· Basically, we have used multiple lines of evidence to show that there is a fairly reliable relationship between the number of reviews a book received and the number of sales of that book.
· We know that if we do a scatter plot of the number of reviews a book receives versus the rank of that book, the data follows a power law, with some considerable noise. That would indicate that the number of reviews a book receives is related to its sales, since we know that sales also follow a power law. The power law that we see in the number of reviews graph is a sort of visible manifestation of the underlying sales power law.
· The fact that the sales ranks and the number of reviews ranks are also correlated confirms that there is a relationship between number of sales and number of reviews.
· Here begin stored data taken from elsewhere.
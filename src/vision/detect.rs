//! Candidate extraction: NMS over learned-detector boxes and the
//! whole-image template fallback.

use image::{imageops, DynamicImage, GrayImage};
use imageproc::template_matching::{find_extremes, match_template, MatchTemplateMethod};

use crate::models::{BBox, CandidateRegion, GlobalMatch, ICON_COUNT};
use crate::vision::preprocess;

/// Non-maximum suppression.
///
/// The detector reports no confidence, so boxes are ranked by area: the
/// challenge icons are the dominant shapes, and fragments of a shape are
/// strictly smaller than the shape itself. A box survives only if its IoU
/// against every previously kept box stays below `iou_thresh`, and at most
/// `max_keep` boxes survive.
pub fn nms(mut boxes: Vec<BBox>, iou_thresh: f64, max_keep: usize) -> Vec<BBox> {
    boxes.sort_by(|a, b| b.area().cmp(&a.area()));
    let mut kept: Vec<BBox> = Vec::new();
    for b in boxes {
        if kept.len() >= max_keep {
            break;
        }
        if kept.iter().all(|k| b.iou(k) < iou_thresh) {
            kept.push(b);
        }
    }
    kept
}

/// Crop and preprocess each surviving box into a [`CandidateRegion`].
pub fn build_candidates(
    background: &DynamicImage,
    boxes: &[BBox],
    clahe_clip: f32,
    clahe_grid: u32,
) -> Vec<CandidateRegion> {
    boxes
        .iter()
        .enumerate()
        .filter(|(_, b)| b.width() > 0 && b.height() > 0)
        .map(|(id, b)| {
            let patch = background.crop_imm(b.x1, b.y1, b.width(), b.height());
            CandidateRegion {
                id,
                bbox: *b,
                patch: preprocess::prepare(&patch, clahe_clip, clahe_grid),
            }
        })
        .collect()
}

/// Best normalized correlation of `template` against `target` over the
/// given scale sweep, with the matching center in target coordinates.
///
/// Returns a zero score centered on the target when no scale fits.
pub fn best_template_match(
    template: &GrayImage,
    target: &GrayImage,
    scales: &[f32],
) -> (f64, (u32, u32)) {
    let (tw, th) = target.dimensions();
    let mut best_score = 0.0f64;
    let mut best_center = (tw / 2, th / 2);

    for &scale in scales {
        let w = ((template.width() as f32 * scale) as u32).max(1);
        let h = ((template.height() as f32 * scale) as u32).max(1);
        if w >= tw || h >= th {
            continue;
        }
        let scaled = if (scale - 1.0).abs() < 1e-6 {
            template.clone()
        } else {
            imageops::resize(template, w, h, imageops::FilterType::Triangle)
        };
        let result = match_template(
            target,
            &scaled,
            MatchTemplateMethod::CrossCorrelationNormalized,
        );
        let extremes = find_extremes(&result);
        let score = extremes.max_value as f64;
        if score > best_score {
            let (x, y) = extremes.max_value_location;
            best_score = score;
            best_center = (x + scaled.width() / 2, y + scaled.height() / 2);
        }
    }
    (best_score, best_center)
}

/// Whole-image multi-scale template matching of each reference icon
/// against the edge-filtered background.
///
/// This is a supplementary signal, not a candidate source: its per-icon
/// best location is merged into scoring when it beats every detector
/// candidate, recovering cases where the learned detector missed the true
/// region entirely.
pub fn locate_icons_by_template(
    background_gray: &GrayImage,
    icon_templates: &[GrayImage],
    scales: &[f32],
) -> Vec<Option<GlobalMatch>> {
    let background_edges = preprocess::edges(background_gray);
    let mut results = Vec::with_capacity(ICON_COUNT);
    for (i, template) in icon_templates.iter().enumerate() {
        let template_edges = preprocess::edges(template);
        let (score, center) = best_template_match(&template_edges, &background_edges, scales);
        tracing::debug!(icon = i + 1, score, ?center, "whole-image template match");
        results.push(if score > 0.0 {
            Some(GlobalMatch {
                similarity: score,
                center,
            })
        } else {
            None
        });
    }
    results
}

#[cfg(test)]
mod tests {
    use super::*;

    fn boxes_overlapping() -> Vec<BBox> {
        vec![
            BBox::new(0, 0, 40, 40),
            BBox::new(2, 2, 40, 40),  // heavy overlap with the first
            BBox::new(100, 0, 130, 30),
            BBox::new(0, 100, 20, 120),
        ]
    }

    #[test]
    fn nms_invariant_pairwise_iou_below_threshold() {
        let kept = nms(boxes_overlapping(), 0.3, 8);
        for (i, a) in kept.iter().enumerate() {
            for b in &kept[i + 1..] {
                assert!(a.iou(b) < 0.3, "kept boxes overlap: {:?} {:?}", a, b);
            }
        }
        assert_eq!(kept.len(), 3);
    }

    #[test]
    fn nms_respects_cap() {
        let boxes: Vec<BBox> = (0..20)
            .map(|i| BBox::new(i * 50, 0, i * 50 + 30, 30))
            .collect();
        let kept = nms(boxes, 0.3, 6);
        assert_eq!(kept.len(), 6);
    }

    #[test]
    fn nms_keeps_larger_box_of_a_cluster() {
        let kept = nms(boxes_overlapping(), 0.3, 8);
        // Area sort puts the 40x40 first; the shifted duplicate is culled.
        assert!(kept.contains(&BBox::new(0, 0, 40, 40)));
        assert!(!kept.contains(&BBox::new(2, 2, 40, 40)));
    }

    #[test]
    fn nms_empty_input() {
        assert!(nms(Vec::new(), 0.3, 8).is_empty());
    }

    #[test]
    fn template_match_finds_planted_patch() {
        // Plant a distinctive 12x12 block in a flat background.
        let mut target = GrayImage::from_pixel(80, 60, image::Luma([20]));
        for y in 0..12 {
            for x in 0..12 {
                let v = if (x + y) % 2 == 0 { 230 } else { 40 };
                target.put_pixel(30 + x, 20 + y, image::Luma([v]));
            }
        }
        let template = imageops::crop_imm(&target, 30, 20, 12, 12).to_image();

        let (score, center) = best_template_match(&template, &target, &[1.0]);
        assert!(score > 0.9, "score too low: {}", score);
        assert!((center.0 as i64 - 36).abs() <= 1);
        assert!((center.1 as i64 - 26).abs() <= 1);
    }

    #[test]
    fn template_match_oversized_template_scores_zero() {
        let template = GrayImage::new(50, 50);
        let target = GrayImage::new(20, 20);
        let (score, center) = best_template_match(&template, &target, &[1.0]);
        assert_eq!(score, 0.0);
        assert_eq!(center, (10, 10));
    }
}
· So, we can be reasonable confident that reviews are a decent predictor of sales. If we know the number of reviews a book received, we can estimate its sales. That won’t necessarily be accurate for any particular book, but it will be pretty good on average.
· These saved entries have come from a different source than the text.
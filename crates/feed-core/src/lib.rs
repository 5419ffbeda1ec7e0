pub mod backend;
pub mod config;
pub mod errors;
pub mod event;
pub mod filter;
pub mod ids;
pub mod item;

pub use backend::{FeedBackend, PageRequest};
pub use config::FeedConfig;
pub use errors::BackendError;
pub use event::{EventValidationError, FeedEvent, FeedEventType};
pub use filter::FilterTag;
pub use ids::{Cursor, ItemId, SessionId};
pub use item::{FeedItem, FeedPage, GeoContext};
· As a rough guide, we can multiply the number of reviews that a book received by 100, to estimate that book’s sales. If we have reason to think that the book had a lot of free downloads, we will have to adjust our estimate accordingly.
Next time we will look a little more deeply into the patterns of reader engagement that this data may reveal.
Now, for the details:
Recently, Amazon released lists of its 100 top selling
titles for Kindle ebooks. In some previous
blogs, we looked at how Indies (self or independently published ebooks) compared
to Trads (traditionally published or trade published ebooks) in terms of books
sold (as measured by ranking within the top 100), reader satisfaction (as
measured by Amazon reviews) and imputed revenues/earnings. In this fourth blog we will see what we can
learn about the relationship between sales rank a book gets and the number of
reviews it gets, at least in the top 100 Amazon ebooks.
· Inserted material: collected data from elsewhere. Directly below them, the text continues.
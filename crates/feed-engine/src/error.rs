use feed_core::errors::BackendError;
use feed_core::event::EventValidationError;
use feed_core::ids::ItemId;
use feed_store::StoreError;

use crate::session::SessionState;

#[derive(Debug, thiserror::Error)]
pub enum SessionError {
    #[error("backend error: {0}")]
    Backend(#[from] BackendError),

    #[error("store error: {0}")]
    Store(#[from] StoreError),

    #[error("invalid event: {0}")]
    Event(#[from] EventValidationError),

    #[error("invalid config: {0}")]
    InvalidConfig(String),

    #[error("cannot {op} while session is {state:?}")]
    InvalidState {
        op: &'static str,
        state: SessionState,
    },

    #[error("no item is visible")]
    NoItems,

    #[error("item not in fetched set: {0}")]
    UnknownItem(ItemId),
}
( For more information regarding the findings from those
earlier analyses, see the previous blogs
Amazon Top 100 Kindle Books - Indies versus Trads Part 1, Amazon
Top 100 Kindle Books - Indies versus Trads Part 2, and Amazon Top 100 Kindle
Books - Indies versus Trads Part 3.)
As we noted in earlier blogs, we have a gap in our knowledge
of the Amazon Top 100 list - we know the sales rank of the books, but we didn’t
actually know the absolute level of sales - i.e. the actual number of books
sold. We imputed this number from some
other (limited) evidence, assuming that about 1% of all books sold ended up
being reviewed. This was based on some
informal surveys on Kindleboards, and some analysis of Joe Konrath’s sales
data, which he provided on his blog. A
graph of the Kindleboards paid data is shown below, along with a graph that
includes both paid and free downloads.
For books that we have good reason to believe had a lot of free
downloads, perhaps 0.5% might be a better estimate.
KindleBoards -
2013 Informal Survey of Reviews vs Sales/Downloads
Here’s a scatterplot of Joe Konrath’s sales and revenue data
from his blog, with reviews data mined from Amazon. We see that the percentage of review is
broadly similar to the Kindleboards data, with around 1% of books that didn’t
have a lot of free downloads reviewed, and about .30% of books that did have
substantial free downloads reviewed. We
also see that review percentages tend to go up with average revenues per book,
indicating that free downloads were not as likely to be reviewed as purchased
books.
Assuming that this relationship holds, we should see that
the top ranked books generally had more Amazon reviews than books that ranked
lower down the list. As the graph below
shows, this is true. The higher ranked
books did get more reviews, though the relationship shows a fair bit of
scatter.
The solid line shows our old friend, a power law. That was Excel’s best fit power function to
the dataset. The equation is also shown
- we will use that later to estimate expected review counts for books much
farther down the list than these top 100.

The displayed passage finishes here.